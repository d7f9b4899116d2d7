//! Serve command - runs the HTTP API

use std::net::SocketAddr;

use tokio::net::TcpListener;
use tracing::info;

use crate::api::create_router;
use crate::config::AppConfig;
use crate::infrastructure::logging;

/// Run the API server until shutdown
pub async fn run() -> anyhow::Result<()> {
    dotenvy::dotenv().ok();

    let config = AppConfig::load()?;
    logging::init_logging(&config.logging)?;

    let state = crate::create_app_state(&config).await?;
    let app = create_router(state, &config.cors);

    let addr = build_socket_addr(&config)?;
    info!("Starting auth service on {}", addr);

    let listener = TcpListener::bind(addr).await?;
    axum::serve(listener, app)
        .with_graceful_shutdown(shutdown_signal())
        .await?;

    info!("Server stopped");
    Ok(())
}

fn build_socket_addr(config: &AppConfig) -> anyhow::Result<SocketAddr> {
    Ok(SocketAddr::from((
        config.server.host.parse::<std::net::IpAddr>()?,
        config.server.port,
    )))
}

async fn shutdown_signal() {
    if let Err(e) = tokio::signal::ctrl_c().await {
        tracing::error!(error = %e, "Failed to listen for shutdown signal");
        std::future::pending::<()>().await;
    }

    info!("Shutdown signal received");
}

#[cfg(test)]
mod tests {
    use super::*;

    #[test]
    fn test_build_socket_addr() {
        let config = AppConfig::default();
        let addr = build_socket_addr(&config).unwrap();
        assert_eq!(addr.port(), 8080);
        assert!(addr.ip().is_unspecified());
    }

    #[test]
    fn test_build_socket_addr_rejects_hostname() {
        let mut config = AppConfig::default();
        config.server.host = "not an ip".to_string();
        assert!(build_socket_addr(&config).is_err());
    }
}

■ ■ ■ ■ ■ ■ ■

◆ **What you should do**
Your reply must consist of the number of lines in the material above that include "anyhow", and nothing else.

◆ **Result of this exercise**
2